How to help your child with a learning disability (LD) overcome social and emotional obstacles and be proud of who they are!
In my last post, I talk about social and emotional vulnerabilities in children with LDs. I wanted to make sure that I also posted about how your child can avoid those obstacles. Like I said, there is no reason that a child with LDs cannot feel and be successful regardless of the severity of their disability and the past failures they have had. In fact, many children with LDs experience success later in their education or careers because they have learned to persevere more than the non-disabled students. Your job, as a parent of a child with LDs, is to make sure they have the best odds to learn that perseverance and overcome the pitfalls of LDs (anxiety, depression, anger, low self-esteem).
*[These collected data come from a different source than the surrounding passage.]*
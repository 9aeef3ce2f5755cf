use crate::{
    Axis, AxisDirection, FaceletId, PositionCode,
    axis::ParseAxisDirectionError,
    facelet::FACELET_COUNT,
};
use itertools::Itertools;
use std::{fmt, str::FromStr, sync::LazyLock};
use thiserror::Error;

/// Rotation sense of a quarter turn, as seen looking at the turned face.
#[derive(Debug, Clone, Copy, PartialEq, Eq, Hash, PartialOrd, Ord)]
pub enum Sense {
    CounterClockwise,
    Clockwise,
}

impl Sense {
    #[must_use]
    pub fn inverse(self) -> Self {
        match self {
            Sense::CounterClockwise => Sense::Clockwise,
            Sense::Clockwise => Sense::CounterClockwise,
        }
    }

    /// `+1` for counterclockwise and `-1` for clockwise.
    fn factor(self) -> i32 {
        match self {
            Sense::CounterClockwise => 1,
            Sense::Clockwise => -1,
        }
    }
}

/// A quarter turn of one face layer.
#[derive(Clone, Copy, PartialEq, Eq, Hash, PartialOrd, Ord)]
pub struct Turn {
    face: AxisDirection,
    sense: Sense,
}

#[derive(Error, Debug, Clone, Copy, PartialEq, Eq)]
pub enum TurnError {
    #[error("The center is not a turnable layer")]
    CenterLayer,
}

#[derive(Error, Debug, Clone, PartialEq, Eq)]
pub enum TurnParseError {
    #[error(transparent)]
    Direction(#[from] ParseAxisDirectionError),
    #[error("Cannot turn `{0}`: {1}")]
    Turn(String, TurnError),
}

impl Turn {
    /// Every turn, faces in canonical order and counterclockwise first.
    pub const ALL: [Turn; 12] = {
        let mut all = [Turn {
            face: AxisDirection::XPos,
            sense: Sense::CounterClockwise,
        }; 12];
        let mut i = 0;
        while i < 12 {
            all[i] = Turn {
                face: AxisDirection::FACES[i / 2],
                sense: if i % 2 == 0 {
                    Sense::CounterClockwise
                } else {
                    Sense::Clockwise
                },
            };
            i += 1;
        }
        all
    };

    pub fn new(face: AxisDirection, sense: Sense) -> Result<Self, TurnError> {
        if face == AxisDirection::Center {
            Err(TurnError::CenterLayer)
        } else {
            Ok(Turn { face, sense })
        }
    }

    #[must_use]
    pub fn face(self) -> AxisDirection {
        self.face
    }

    #[must_use]
    pub fn sense(self) -> Sense {
        self.sense
    }

    #[must_use]
    pub fn axis(self) -> Axis {
        match self.face {
            AxisDirection::XPos | AxisDirection::XNeg => Axis::X,
            AxisDirection::YPos | AxisDirection::YNeg => Axis::Y,
            AxisDirection::ZPos | AxisDirection::ZNeg => Axis::Z,
            AxisDirection::Center => unreachable!("turns are never built on the center"),
        }
    }

    #[must_use]
    pub fn inverse(self) -> Self {
        Turn {
            face: self.face,
            sense: self.sense.inverse(),
        }
    }

    /// Position of this turn in [`Turn::ALL`].
    #[must_use]
    pub fn index(self) -> usize {
        (self.face.ordinal() - 1) * 2 + usize::from(self.sense == Sense::Clockwise)
    }

    /// Rotation about the turn axis in degrees, positive being
    /// counterclockwise when looking down the positive axis.
    #[must_use]
    pub fn degrees(self) -> f64 {
        f64::from(i32::from(self.face.sign()) * self.sense.factor() * 90)
    }

    /// Where `dir` points after this turn. Directions along the turn axis
    /// are fixed.
    #[must_use]
    pub fn turn_direction(self, dir: AxisDirection) -> AxisDirection {
        let (first, second) = self.other_axes();
        let sign = i32::from(self.face.sign()) * i32::from(dir.sign()) * self.sense.factor();
        match dir.axis() {
            Some(axis) if axis == first => {
                AxisDirection::from_axis_sign(second, sign).unwrap_or(dir)
            }
            Some(axis) if axis == second => {
                AxisDirection::from_axis_sign(first, -sign).unwrap_or(dir)
            }
            _ => dir,
        }
    }

    /// Rotates every direction contained in `code`.
    #[must_use]
    pub fn turn_code(self, code: PositionCode) -> PositionCode {
        PositionCode::encode(code.directions().map(|dir| Some(self.turn_direction(dir))))
    }

    fn other_axes(self) -> (Axis, Axis) {
        match self.axis() {
            Axis::X => (Axis::Y, Axis::Z),
            Axis::Y => (Axis::Z, Axis::X),
            Axis::Z => (Axis::X, Axis::Y),
        }
    }

    /// The facelet slot permutation this turn performs.
    #[must_use]
    pub fn permutation(self) -> &'static FaceletPermutation {
        &TURN_TABLE[self.index()]
    }

    /// Parses whitespace separated turns such as `X+ Y-' Z+`.
    pub fn parse_sequence(s: &str) -> Result<Vec<Turn>, TurnParseError> {
        s.split_whitespace().map(str::parse).collect()
    }

    /// Formats turns the way [`Turn::parse_sequence`] reads them.
    pub fn format_sequence<'a>(turns: impl IntoIterator<Item = &'a Turn>) -> String {
        turns.into_iter().join(" ")
    }
}

impl fmt::Display for Turn {
    fn fmt(&self, f: &mut fmt::Formatter<'_>) -> fmt::Result {
        f.write_str(self.face.mnemonic())?;
        if self.sense == Sense::CounterClockwise {
            f.write_str("'")?;
        }
        Ok(())
    }
}

impl fmt::Debug for Turn {
    fn fmt(&self, f: &mut fmt::Formatter<'_>) -> fmt::Result {
        write!(f, "Turn({self})")
    }
}

impl FromStr for Turn {
    type Err = TurnParseError;

    fn from_str(s: &str) -> Result<Self, Self::Err> {
        let (face, sense) = match s.strip_suffix('\'') {
            Some(face) => (face, Sense::CounterClockwise),
            None => (s, Sense::Clockwise),
        };
        Turn::new(face.parse()?, sense).map_err(|err| TurnParseError::Turn(s.to_owned(), err))
    }
}

/// A permutation of the 54 facelet slots together with its inverse.
#[derive(Debug, Clone, PartialEq, Eq)]
pub struct FaceletPermutation {
    forward: [FaceletId; FACELET_COUNT],
    inverse: [FaceletId; FACELET_COUNT],
}

impl FaceletPermutation {
    /// The slot the content of `from` moves to.
    #[must_use]
    pub fn forward(&self, from: FaceletId) -> FaceletId {
        self.forward[from.index()]
    }

    /// The slot whose content moves into `to`.
    #[must_use]
    pub fn inverse(&self, to: FaceletId) -> FaceletId {
        self.inverse[to.index()]
    }

    /// Slots whose content moves.
    pub fn moved(&self) -> impl Iterator<Item = FaceletId> + '_ {
        FaceletId::all().filter(|&id| self.forward(id) != id)
    }

    fn for_turn(turn: Turn) -> Self {
        let face = turn.face();
        let slot = |dir: AxisDirection, code: PositionCode| {
            FaceletId::new(dir, code).unwrap_or_else(|| unreachable!("{dir} has no slot {code}"))
        };

        let mut forward: [FaceletId; FACELET_COUNT] = std::array::from_fn(FaceletId::from_index);

        for id in FaceletId::on_face(face) {
            forward[id.index()] = slot(face, turn.turn_code(id.position()));
        }

        for &side in face.others() {
            let turned_side = turn.turn_direction(side);
            for id in FaceletId::on_face(side).filter(|id| id.position().contains(face)) {
                // Rotate in the plane of the turn, then swap the side
                // direction back out for the turned face.
                let planar = id.position().without(face).with(side);
                let position = turn.turn_code(planar).without(turned_side).with(face);
                forward[id.index()] = slot(turned_side, position);
            }
        }

        let mut inverse = forward;
        for id in FaceletId::all() {
            inverse[forward[id.index()].index()] = id;
        }
        debug_assert!(FaceletId::all().all(|id| inverse[forward[id.index()].index()] == id));
        debug_assert_eq!(forward.iter().unique().count(), FACELET_COUNT);

        FaceletPermutation { forward, inverse }
    }
}

static TURN_TABLE: LazyLock<[FaceletPermutation; 12]> =
    LazyLock::new(|| Turn::ALL.map(FaceletPermutation::for_turn));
Having hope for your child will help to instill a feeling of hope in themselves.
Here are some tips for instilling hope and pride in your child with LDs:
- Learn about the Disability: A great place to start is to learn all about the disability, then explain it to your child in a positive way. This will help them understand themselves better and take some of the pressure from them. Once my son knew that his struggles were not caused by something he had done wrong, I saw an almost immediate change in his self-esteem.
- Find Success Stories: Find other people who have learning disabilities that have gone on to be successful. There are many actors (Tom Cruise, Harrison Ford), professional athletes (Michael Phelps), and historical figures (Albert Einstein, George Washington) that have LDs. My son loved learning that one of his Star Wars heroes (Harrison Ford) has dyslexia like him.
- Don’t Hide the Disability: Telling other friends and family about the LD will show your child that you are not ashamed about it and will teach them not to be either. Being honest about their weaknesses will help your child to not be ashamed to ask for help when they need it, an important self-advocacy skill for all children.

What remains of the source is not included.